## [Saved data entries]
---------------

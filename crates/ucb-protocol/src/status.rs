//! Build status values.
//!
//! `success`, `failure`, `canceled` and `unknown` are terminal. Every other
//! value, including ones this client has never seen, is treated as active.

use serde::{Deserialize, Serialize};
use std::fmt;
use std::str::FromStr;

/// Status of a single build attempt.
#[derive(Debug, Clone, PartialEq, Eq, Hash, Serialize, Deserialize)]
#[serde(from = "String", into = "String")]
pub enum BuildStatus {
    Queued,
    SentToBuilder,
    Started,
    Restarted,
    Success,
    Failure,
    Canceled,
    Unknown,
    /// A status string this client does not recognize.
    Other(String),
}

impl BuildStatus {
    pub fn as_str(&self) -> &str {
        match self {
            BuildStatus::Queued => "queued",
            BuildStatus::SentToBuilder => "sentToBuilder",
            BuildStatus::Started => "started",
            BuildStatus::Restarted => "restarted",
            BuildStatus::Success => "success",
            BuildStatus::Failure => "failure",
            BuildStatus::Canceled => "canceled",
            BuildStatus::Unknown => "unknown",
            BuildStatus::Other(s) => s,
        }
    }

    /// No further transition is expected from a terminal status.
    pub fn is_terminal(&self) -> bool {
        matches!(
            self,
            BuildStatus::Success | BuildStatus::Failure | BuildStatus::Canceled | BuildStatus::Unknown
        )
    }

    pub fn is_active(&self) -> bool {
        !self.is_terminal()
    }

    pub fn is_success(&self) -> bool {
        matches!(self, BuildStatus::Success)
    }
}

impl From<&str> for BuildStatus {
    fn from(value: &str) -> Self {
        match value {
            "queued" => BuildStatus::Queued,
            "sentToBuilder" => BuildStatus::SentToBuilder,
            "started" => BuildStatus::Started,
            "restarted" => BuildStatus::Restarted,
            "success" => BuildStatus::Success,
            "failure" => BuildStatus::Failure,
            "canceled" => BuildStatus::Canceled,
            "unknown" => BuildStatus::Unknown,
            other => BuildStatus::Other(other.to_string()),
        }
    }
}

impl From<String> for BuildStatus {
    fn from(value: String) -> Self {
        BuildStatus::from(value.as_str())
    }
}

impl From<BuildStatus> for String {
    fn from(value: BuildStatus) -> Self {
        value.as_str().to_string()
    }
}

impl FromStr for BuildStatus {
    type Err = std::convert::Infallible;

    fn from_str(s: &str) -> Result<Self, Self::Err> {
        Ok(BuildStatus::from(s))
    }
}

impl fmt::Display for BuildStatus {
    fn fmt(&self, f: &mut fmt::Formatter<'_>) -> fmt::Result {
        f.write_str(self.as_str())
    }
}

---------------

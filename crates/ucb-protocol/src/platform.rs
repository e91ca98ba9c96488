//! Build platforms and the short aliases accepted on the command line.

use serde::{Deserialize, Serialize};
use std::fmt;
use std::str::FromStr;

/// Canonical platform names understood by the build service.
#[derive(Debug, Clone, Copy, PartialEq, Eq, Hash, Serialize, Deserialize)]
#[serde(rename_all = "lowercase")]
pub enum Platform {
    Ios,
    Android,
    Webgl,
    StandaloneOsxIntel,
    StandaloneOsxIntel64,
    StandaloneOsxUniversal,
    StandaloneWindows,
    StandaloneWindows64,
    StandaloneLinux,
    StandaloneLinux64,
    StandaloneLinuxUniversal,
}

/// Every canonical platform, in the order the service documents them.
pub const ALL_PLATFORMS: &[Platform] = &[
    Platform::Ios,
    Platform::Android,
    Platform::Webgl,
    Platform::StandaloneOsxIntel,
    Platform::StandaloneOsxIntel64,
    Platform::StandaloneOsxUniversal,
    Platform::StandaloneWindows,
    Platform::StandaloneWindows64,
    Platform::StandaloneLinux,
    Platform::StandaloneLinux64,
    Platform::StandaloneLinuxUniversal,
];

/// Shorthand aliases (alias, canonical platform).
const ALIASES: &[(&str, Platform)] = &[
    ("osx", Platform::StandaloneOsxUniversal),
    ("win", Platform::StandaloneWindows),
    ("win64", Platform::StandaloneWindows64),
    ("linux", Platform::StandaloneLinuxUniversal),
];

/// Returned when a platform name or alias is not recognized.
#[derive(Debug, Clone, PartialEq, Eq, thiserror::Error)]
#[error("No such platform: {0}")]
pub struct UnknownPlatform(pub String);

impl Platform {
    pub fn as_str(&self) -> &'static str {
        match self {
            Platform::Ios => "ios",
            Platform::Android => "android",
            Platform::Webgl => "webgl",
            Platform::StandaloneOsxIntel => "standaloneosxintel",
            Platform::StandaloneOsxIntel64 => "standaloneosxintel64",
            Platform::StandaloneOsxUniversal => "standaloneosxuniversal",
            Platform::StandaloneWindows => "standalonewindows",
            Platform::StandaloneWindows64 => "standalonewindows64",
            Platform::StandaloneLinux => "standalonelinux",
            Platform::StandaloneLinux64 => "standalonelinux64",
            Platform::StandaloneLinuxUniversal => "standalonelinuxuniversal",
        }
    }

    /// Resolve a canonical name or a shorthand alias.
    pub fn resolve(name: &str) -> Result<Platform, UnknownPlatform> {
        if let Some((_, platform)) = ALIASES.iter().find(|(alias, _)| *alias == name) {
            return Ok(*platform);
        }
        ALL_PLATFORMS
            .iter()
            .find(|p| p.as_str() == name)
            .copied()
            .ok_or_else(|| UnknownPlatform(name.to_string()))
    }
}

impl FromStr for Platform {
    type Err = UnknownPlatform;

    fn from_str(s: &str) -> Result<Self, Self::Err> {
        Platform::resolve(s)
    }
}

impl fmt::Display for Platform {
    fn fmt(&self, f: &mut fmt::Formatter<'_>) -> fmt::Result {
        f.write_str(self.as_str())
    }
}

---------------

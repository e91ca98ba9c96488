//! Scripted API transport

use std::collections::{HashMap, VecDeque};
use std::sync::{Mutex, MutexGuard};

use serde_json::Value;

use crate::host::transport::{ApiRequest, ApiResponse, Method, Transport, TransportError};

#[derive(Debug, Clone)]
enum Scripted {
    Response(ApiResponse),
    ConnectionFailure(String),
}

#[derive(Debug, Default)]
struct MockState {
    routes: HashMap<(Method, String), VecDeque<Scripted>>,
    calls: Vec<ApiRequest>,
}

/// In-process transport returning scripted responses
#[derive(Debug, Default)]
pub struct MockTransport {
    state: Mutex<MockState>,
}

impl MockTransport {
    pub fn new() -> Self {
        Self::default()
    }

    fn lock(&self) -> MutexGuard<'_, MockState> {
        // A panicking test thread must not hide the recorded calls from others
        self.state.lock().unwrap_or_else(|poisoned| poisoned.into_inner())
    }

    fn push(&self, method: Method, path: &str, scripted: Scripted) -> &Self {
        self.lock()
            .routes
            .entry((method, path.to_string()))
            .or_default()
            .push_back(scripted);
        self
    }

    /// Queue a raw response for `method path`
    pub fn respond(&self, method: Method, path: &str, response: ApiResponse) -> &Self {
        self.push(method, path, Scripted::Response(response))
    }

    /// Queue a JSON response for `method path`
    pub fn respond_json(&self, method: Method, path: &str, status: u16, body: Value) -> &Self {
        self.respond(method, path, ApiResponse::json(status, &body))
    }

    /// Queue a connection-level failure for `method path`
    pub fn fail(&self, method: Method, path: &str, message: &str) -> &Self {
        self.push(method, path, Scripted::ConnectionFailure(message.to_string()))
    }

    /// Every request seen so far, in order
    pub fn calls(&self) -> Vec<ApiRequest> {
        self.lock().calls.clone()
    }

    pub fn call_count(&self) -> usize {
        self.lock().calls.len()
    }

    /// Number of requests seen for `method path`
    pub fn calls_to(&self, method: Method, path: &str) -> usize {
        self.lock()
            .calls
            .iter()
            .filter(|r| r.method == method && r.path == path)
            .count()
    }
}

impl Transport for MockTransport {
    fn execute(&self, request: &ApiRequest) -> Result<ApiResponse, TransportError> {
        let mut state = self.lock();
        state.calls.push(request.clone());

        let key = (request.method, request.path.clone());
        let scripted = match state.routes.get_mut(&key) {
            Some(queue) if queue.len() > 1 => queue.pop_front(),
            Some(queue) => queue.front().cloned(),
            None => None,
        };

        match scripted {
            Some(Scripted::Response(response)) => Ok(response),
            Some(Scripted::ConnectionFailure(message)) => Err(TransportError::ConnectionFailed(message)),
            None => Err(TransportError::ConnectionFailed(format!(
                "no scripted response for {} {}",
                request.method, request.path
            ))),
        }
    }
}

---------------

## [TASK GOAL]
Scan the lines above for "filename crates/ucb-protocol/src/status.rs" and for "matches!(self, BuildStatus::Success)". Repeat exactly the line holding each of them and every line in between.

## [RESPONSE]
filename crates/ucb-protocol/src/status.rs
//! Build status values.
//!
//! `success`, `failure`, `canceled` and `unknown` are terminal. Every other
//! value, including ones this client has never seen, is treated as active.

use serde::{Deserialize, Serialize};
use std::fmt;
use std::str::FromStr;

/// Status of a single build attempt.
#[derive(Debug, Clone, PartialEq, Eq, Hash, Serialize, Deserialize)]
#[serde(from = "String", into = "String")]
pub enum BuildStatus {
    Queued,
    SentToBuilder,
    Started,
    Restarted,
    Success,
    Failure,
    Canceled,
    Unknown,
    /// A status string this client does not recognize.
    Other(String),
}

impl BuildStatus {
    pub fn as_str(&self) -> &str {
        match self {
            BuildStatus::Queued => "queued",
            BuildStatus::SentToBuilder => "sentToBuilder",
            BuildStatus::Started => "started",
            BuildStatus::Restarted => "restarted",
            BuildStatus::Success => "success",
            BuildStatus::Failure => "failure",
            BuildStatus::Canceled => "canceled",
            BuildStatus::Unknown => "unknown",
            BuildStatus::Other(s) => s,
        }
    }

    /// No further transition is expected from a terminal status.
    pub fn is_terminal(&self) -> bool {
        matches!(
            self,
            BuildStatus::Success | BuildStatus::Failure | BuildStatus::Canceled | BuildStatus::Unknown
        )
    }

    pub fn is_active(&self) -> bool {
        !self.is_terminal()
    }

    pub fn is_success(&self) -> bool {
        matches!(self, BuildStatus::Success)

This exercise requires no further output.